Items listed in a dataset
-- -- --
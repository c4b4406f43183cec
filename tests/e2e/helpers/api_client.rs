use anyhow::Result;
use http_body_util::{BodyExt, Full};
use hyper::{body::Bytes, Method, Request, Response, StatusCode};
use hyper_util::client::legacy::Client;
use hyper_util::rt::TokioExecutor;
use serde::de::DeserializeOwned;
use serde_json::Value;
use std::collections::HashMap;

#[derive(Clone)]
pub struct TestClient {
    base_url: String,
    client: Client<hyper_util::client::legacy::connect::HttpConnector, Full<Bytes>>,
}

impl TestClient {
    pub fn new(base_url: &str) -> Self {
        let client = Client::builder(TokioExecutor::new()).build_http();
        Self {
            base_url: base_url.to_string(),
            client,
        }
    }

    pub async fn get(&self, path: &str) -> Result<ApiResponse> {
        self.send(Method::GET, path, &[]).await
    }

    pub async fn get_with_headers(
        &self,
        path: &str,
        headers: &[(&str, &str)],
    ) -> Result<ApiResponse> {
        self.send(Method::GET, path, headers).await
    }

    /// Bodyless request with any method
    pub async fn send(
        &self,
        method: Method,
        path: &str,
        headers: &[(&str, &str)],
    ) -> Result<ApiResponse> {
        let url = format!("{}{}", self.base_url, path);
        let mut req_builder = Request::builder().method(method).uri(&url);

        for (name, value) in headers {
            req_builder = req_builder.header(*name, *value);
        }

        let request = req_builder.body(Full::new(Bytes::new()))?;
        let response = self.client.request(request).await?;

        ApiResponse::from_response(response).await
    }
}

pub struct ApiResponse {
    pub status: StatusCode,
    pub body: Option<Value>,
    pub body_bytes: Vec<u8>,
    pub headers: HashMap<String, String>,
}

impl ApiResponse {
    async fn from_response(response: Response<hyper::body::Incoming>) -> Result<Self> {
        let status = response.status();
        let headers = response
            .headers()
            .iter()
            .filter_map(|(k, v)| v.to_str().ok().map(|v| (k.to_string(), v.to_string())))
            .collect();

        let body_bytes = response.into_body().collect().await?.to_bytes().to_vec();

        let body = if !body_bytes.is_empty() {
            serde_json::from_slice(&body_bytes).ok()
        } else {
            None
        };

        Ok(Self {
            status,
            body,
            body_bytes,
            headers,
        })
    }

    pub fn assert_status(&self, expected: StatusCode) -> &Self {
        assert_eq!(
            self.status, expected,
            "Expected status {} but got {}. Body: {:?}",
            expected, self.status, self.body
        );
        self
    }

    /// Assert that the error response contains the expected message
    pub fn assert_error_message(&self, expected_message: &str) -> &Self {
        let message = self
            .body
            .as_ref()
            .and_then(|b| b.get("message"))
            .and_then(|m| m.as_str())
            .expect("Missing message field in error response");

        assert!(
            message.contains(expected_message),
            "Expected error message to contain '{}', but got '{}'",
            expected_message,
            message
        );
        self
    }

    #[allow(dead_code)]
    pub fn json<T: DeserializeOwned>(&self) -> Result<T> {
        Ok(serde_json::from_slice(&self.body_bytes)?)
    }

    pub fn body(&self) -> &Value {
        self.body.as_ref().expect("Expected a JSON body")
    }

    pub fn header(&self, name: &str) -> Option<&String> {
        self.headers.get(name)
    }

    pub fn assert_header(&self, name: &str, value: &str) -> &Self {
        let actual = self
            .headers
            .get(name)
            .unwrap_or_else(|| panic!("Header '{}' not found", name));
        assert_eq!(actual, value, "Header '{}' value mismatch", name);
        self
    }

    pub fn assert_header_exists(&self, name: &str) -> &Self {
        assert!(
            self.headers.contains_key(name),
            "Header '{}' not found",
            name
        );
        self
    }
}
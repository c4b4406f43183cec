use axum::{extract::Request, http::HeaderValue, middleware::Next, response::Response};
use uuid::Uuid;

pub const X_REQUEST_ID: &str = "x-request-id";

/// Middleware to generate and attach request ID to each request.
/// An incoming `x-request-id` from a proxy is reused.
pub async fn request_id_middleware(mut request: Request, next: Next) -> Response {
    let request_id = request
        .headers()
        .get(X_REQUEST_ID)
        .and_then(|v| v.to_str().ok())
        .filter(|v| !v.is_empty())
        .map(str::to_string)
        .unwrap_or_else(|| Uuid::new_v4().to_string());

    request
        .extensions_mut()
        .insert(RequestId(request_id.clone()));

    let mut response = next.run(request).await;

    if let Ok(header_value) = HeaderValue::from_str(&request_id) {
        response.headers_mut().insert(X_REQUEST_ID, header_value);
    }

    response
}

/// Request ID wrapper type for extension
#[derive(Debug, Clone)]
pub struct RequestId(pub String);
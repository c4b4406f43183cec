use sqlx::postgres::{PgConnectOptions, PgPoolOptions};
use sqlx::{Pool, Postgres};
use std::sync::Arc;
use std::time::Duration;

use crate::domain::error_log::ErrorLogStore;
use crate::infrastructure::config::DatabaseSettings;
use crate::infrastructure::repositories::{ErrorLogRepository, InMemoryErrorLogRepository};

pub type DbPool = Pool<Postgres>;

pub async fn create_pool(options: PgConnectOptions) -> Result<DbPool, sqlx::Error> {
    PgPoolOptions::new()
        .max_connections(10)
        .acquire_timeout(Duration::from_secs(3))
        .connect_with(options)
        .await
}

pub async fn check_connection(pool: &DbPool) -> Result<bool, sqlx::Error> {
    sqlx::query("SELECT 1").fetch_one(pool).await.map(|_| true)
}

pub async fn run_migrations(pool: &DbPool) -> Result<(), sqlx::migrate::MigrateError> {
    sqlx::migrate!("./migrations").run(pool).await
}

/// Build the error log store selected by the configuration
pub async fn connect_error_log_store(
    settings: &DatabaseSettings,
) -> Result<Arc<dyn ErrorLogStore>, Box<dyn std::error::Error>> {
    match settings {
        DatabaseSettings::InMemory => {
            tracing::info!("Using in-memory error log store");
            Ok(Arc::new(InMemoryErrorLogRepository::new()))
        }
        DatabaseSettings::Postgres(options) => {
            let pool = create_pool(options.clone()).await?;
            tracing::info!("Database connection pool created");

            check_connection(&pool).await?;
            tracing::info!("Database connection verified");

            run_migrations(&pool).await?;
            tracing::info!("Database migrations applied");

            Ok(Arc::new(ErrorLogRepository::new(Arc::new(pool))))
        }
    }
}
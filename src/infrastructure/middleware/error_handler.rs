use axum::{
    extract::{ConnectInfo, OriginalUri, Request, State},
    http::{header::USER_AGENT, StatusCode, Uri},
    middleware::Next,
    response::{IntoResponse, Response},
};
use std::any::Any;
use std::net::SocketAddr;
use std::sync::Arc;

use super::request_id::RequestId;
use crate::domain::error_log::{ErrorLogService, RequestContext};
use crate::domain::shared::api_response::{ApiResponse, ErrorExtra, INTERNAL_SERVER_ERROR_MESSAGE};
use crate::error::{AppError, BaseError, ErrorCode, ErrorKind, ErrorRecord, Severity};
use crate::infrastructure::config::Environment;

/// Turns every handled error into a logged, environment-appropriate envelope
pub struct ErrorHandler {
    log_service: Arc<ErrorLogService>,
    environment: Environment,
}

impl ErrorHandler {
    pub fn new(log_service: Arc<ErrorLogService>, environment: Environment) -> Self {
        Self {
            log_service,
            environment,
        }
    }

    /// Render the envelope and persist the record off the request path
    pub fn handle(&self, record: ErrorRecord, context: RequestContext) -> Response {
        let (message, extra) = self.select_message(&record);
        let status = record.status;

        let log_service = self.log_service.clone();
        tokio::spawn(async move {
            log_service.log_error(&record, &context).await;
        });

        ApiResponse::error(&message, status, extra)
    }

    /// Message and extra envelope fields exposed for a record
    pub fn select_message(&self, record: &ErrorRecord) -> (String, Option<ErrorExtra>) {
        if self.environment == Environment::Production {
            return (INTERNAL_SERVER_ERROR_MESSAGE.to_string(), None);
        }

        match record.kind {
            ErrorKind::Validation => (
                record.message.clone(),
                Some(ErrorExtra {
                    code: record.code,
                    details: record.details.clone(),
                }),
            ),
            ErrorKind::Security | ErrorKind::Base => (
                record.message.clone(),
                Some(ErrorExtra {
                    code: record.code,
                    details: None,
                }),
            ),
            ErrorKind::Unknown => (INTERNAL_SERVER_ERROR_MESSAGE.to_string(), None),
        }
    }
}

/// Terminal error middleware: picks up the record an `AppError` left in the
/// response extensions, logs it and re-renders the envelope.
///
/// A known path hit with an unsupported method is reported like an unknown route.
pub async fn error_handler_middleware(
    State(handler): State<Arc<ErrorHandler>>,
    request: Request,
    next: Next,
) -> Response {
    let context = request_context(&request);
    let path = original_uri(&request).path().to_string();

    let mut response = next.run(request).await;

    if response.status() == StatusCode::METHOD_NOT_ALLOWED
        && response.extensions().get::<ErrorRecord>().is_none()
    {
        response = route_not_found(&path).into_response();
    }

    match response.extensions_mut().remove::<ErrorRecord>() {
        Some(record) => handler.handle(record, context),
        None => response,
    }
}

/// Fallback for unmatched routes
pub async fn not_found(OriginalUri(uri): OriginalUri) -> AppError {
    route_not_found(uri.path())
}

fn route_not_found(path: &str) -> AppError {
    BaseError::new(
        ErrorCode::NotFound,
        format!("Route {} not found", path),
        Severity::Error,
        StatusCode::NOT_FOUND,
    )
    .into()
}

/// Panic hook for `CatchPanicLayer`
pub fn handle_panic(err: Box<dyn Any + Send + 'static>) -> Response {
    let detail = if let Some(s) = err.downcast_ref::<String>() {
        s.clone()
    } else if let Some(s) = err.downcast_ref::<&str>() {
        s.to_string()
    } else {
        "handler panicked".to_string()
    };

    AppError::Internal(anyhow::anyhow!(detail)).into_response()
}

fn original_uri(request: &Request) -> Uri {
    request
        .extensions()
        .get::<OriginalUri>()
        .map(|original| original.0.clone())
        .unwrap_or_else(|| request.uri().clone())
}

fn request_context(request: &Request) -> RequestContext {
    let uri = original_uri(request);

    let url = uri
        .path_and_query()
        .map(|pq| pq.as_str().to_string())
        .unwrap_or_else(|| uri.path().to_string());

    let headers = request.headers();
    let forwarded_ip = headers
        .get("x-forwarded-for")
        .and_then(|v| v.to_str().ok())
        .and_then(|v| v.split(',').next())
        .map(|ip| ip.trim().to_string())
        .filter(|ip| !ip.is_empty());
    let peer_ip = request
        .extensions()
        .get::<ConnectInfo<SocketAddr>>()
        .map(|ConnectInfo(addr)| addr.ip().to_string());

    RequestContext {
        url,
        method: request.method().to_string(),
        ip: forwarded_ip.or(peer_ip),
        user_agent: headers
            .get(USER_AGENT)
            .and_then(|v| v.to_str().ok())
            .map(str::to_string),
        request_id: request
            .extensions()
            .get::<RequestId>()
            .map(|RequestId(id)| id.clone()),
    }
}
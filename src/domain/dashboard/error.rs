use crate::error::{AppError, ErrorCode};
use axum::http::StatusCode;

#[derive(Debug, thiserror::Error)]
pub enum DashboardServiceError {
    #[error("page {page} is out of range (1..={max})")]
    InvalidPage { page: u32, max: u32 },
    #[error("upstream error: {0}")]
    Upstream(String),
}

impl From<DashboardServiceError> for AppError {
    fn from(err: DashboardServiceError) -> Self {
        match err {
            DashboardServiceError::InvalidPage { page, max } => AppError::new(
                ErrorCode::InvalidPage,
                format!("Page must be between 1 and {}, got {}", max, page),
                StatusCode::BAD_REQUEST,
            ),
            DashboardServiceError::Upstream(msg) => AppError::ExternalService(msg),
        }
    }
}
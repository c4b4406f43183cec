use axum::{
    http::{HeaderName, HeaderValue, Method},
    middleware,
    routing::get,
    Router,
};
use std::net::SocketAddr;
use std::sync::Arc;
use tower_http::{
    catch_panic::CatchPanicLayer,
    cors::{Any, CorsLayer},
    trace::TraceLayer,
};

use crate::controllers::{dashboard::DashboardController, error_log::ErrorLogController, health};
use crate::domain::error_log::ErrorLogService;
use crate::infrastructure::config::Config;
use crate::infrastructure::middleware::{
    error_handler_middleware, handle_panic, not_found, request_id_middleware, validate,
    ErrorHandler, X_REQUEST_ID,
};

/// Controllers and services the router dispatches to
#[derive(Clone)]
pub struct AppState {
    pub error_log_service: Arc<ErrorLogService>,
    pub dashboard_controller: Arc<DashboardController>,
    pub error_log_controller: Arc<ErrorLogController>,
}

/// Build the application router with every route and the middleware stack
pub fn create_router(config: &Config, state: AppState) -> Router {
    let error_handler = Arc::new(ErrorHandler::new(
        state.error_log_service.clone(),
        config.environment,
    ));

    let health_routes = Router::new()
        .route("/health", get(health::health))
        .route("/health/ready", get(health::health_ready))
        .with_state(state.error_log_service.clone());

    let dashboard_routes = Router::new()
        .route("/api/dashboard/stats", get(DashboardController::get_stats))
        .merge(
            Router::new()
                .route(
                    "/api/dashboard/activities",
                    get(DashboardController::get_activities),
                )
                .route_layer(validate(DashboardController::activities_schema())),
        )
        .with_state(state.dashboard_controller.clone());

    let error_log_routes = Router::new()
        .merge(
            Router::new()
                .route("/api/error-logs", get(ErrorLogController::list_logs))
                .route_layer(validate(ErrorLogController::list_schema())),
        )
        .merge(
            Router::new()
                .route("/api/error-logs/:id", get(ErrorLogController::get_log))
                .route_layer(validate(ErrorLogController::get_schema())),
        )
        .with_state(state.error_log_controller.clone());

    Router::new()
        .merge(health_routes)
        .merge(dashboard_routes)
        .merge(error_log_routes)
        .fallback(not_found)
        .layer(CatchPanicLayer::custom(handle_panic))
        .layer(middleware::from_fn_with_state(
            error_handler,
            error_handler_middleware,
        ))
        .layer(middleware::from_fn(request_id_middleware))
        .layer(cors_layer(&config.cors_allowed_origins))
        .layer(TraceLayer::new_for_http())
}

fn cors_layer(allowed_origins: &[String]) -> CorsLayer {
    let layer = CorsLayer::new()
        .allow_methods([
            Method::GET,
            Method::POST,
            Method::PUT,
            Method::PATCH,
            Method::DELETE,
            Method::OPTIONS,
        ])
        .allow_headers(Any)
        .expose_headers([HeaderName::from_static(X_REQUEST_ID)]);

    let origins: Vec<HeaderValue> = allowed_origins
        .iter()
        .filter_map(|origin| match HeaderValue::from_str(origin) {
            Ok(value) => Some(value),
            Err(_) => {
                tracing::warn!(origin = %origin, "Ignoring invalid CORS origin");
                None
            }
        })
        .collect();

    if origins.is_empty() {
        layer.allow_origin(Any)
    } else {
        layer.allow_origin(origins)
    }
}

/// Start the HTTP server with all routes configured
pub async fn start_http_server(
    config: Arc<Config>,
    state: AppState,
) -> Result<(), Box<dyn std::error::Error>> {
    let app = create_router(&config, state);

    let listener =
        tokio::net::TcpListener::bind(format!("{}:{}", config.host, config.port)).await?;

    tracing::info!("Server listening on {}", listener.local_addr()?);

    axum::serve(
        listener,
        app.into_make_service_with_connect_info::<SocketAddr>(),
    )
    .await?;

    Ok(())
}
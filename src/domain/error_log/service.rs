use super::error::ErrorLogServiceError;
use super::{ErrorLog, ErrorLogStore, PaginatedLogs, PaginationOptions, RequestContext};
use crate::error::ErrorRecord;
use chrono::Utc;
use std::sync::Arc;
use uuid::Uuid;

pub struct ErrorLogService {
    store: Arc<dyn ErrorLogStore>,
}

impl ErrorLogService {
    pub fn new(store: Arc<dyn ErrorLogStore>) -> Self {
        Self { store }
    }

    /// Persist one handled error. Never fails: a storage failure is reported
    /// through tracing and otherwise ignored.
    pub async fn log_error(&self, record: &ErrorRecord, context: &RequestContext) {
        let entry = ErrorLog::from_record(record, context, Utc::now());

        match self.record(&entry).await {
            Ok(()) => tracing::debug!(
                error_log_id = %entry.id,
                code = %entry.error_code,
                "Error logged"
            ),
            Err(e) => tracing::error!(
                error = %e,
                code = %entry.error_code,
                url = %entry.url,
                "Failed to persist error log"
            ),
        }
    }

    pub async fn record(&self, entry: &ErrorLog) -> Result<(), ErrorLogServiceError> {
        self.store.insert(entry).await.map_err(ErrorLogServiceError::from)
    }

    pub async fn get_paginated_logs(
        &self,
        options: PaginationOptions,
    ) -> Result<PaginatedLogs, ErrorLogServiceError> {
        self.store
            .find_paginated(options)
            .await
            .map_err(|e| ErrorLogServiceError::Dependency(e.to_string()))
    }

    pub async fn find_log(&self, id: Uuid) -> Result<ErrorLog, ErrorLogServiceError> {
        self.store
            .find_by_id(id)
            .await
            .map_err(|e| ErrorLogServiceError::Dependency(e.to_string()))?
            .ok_or(ErrorLogServiceError::NotFound)
    }

    pub async fn is_ready(&self) -> bool {
        self.store.ping().await.is_ok()
    }

    pub fn backend(&self) -> &'static str {
        self.store.backend()
    }
}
-- -- --
* Assignment
Lines from the entries that contain the string "CorsLayer" are what must be copied.

* Response
    cors::{Any, CorsLayer},
fn cors_layer(allowed_origins: &[String]) -> CorsLayer {
    let layer = CorsLayer::new()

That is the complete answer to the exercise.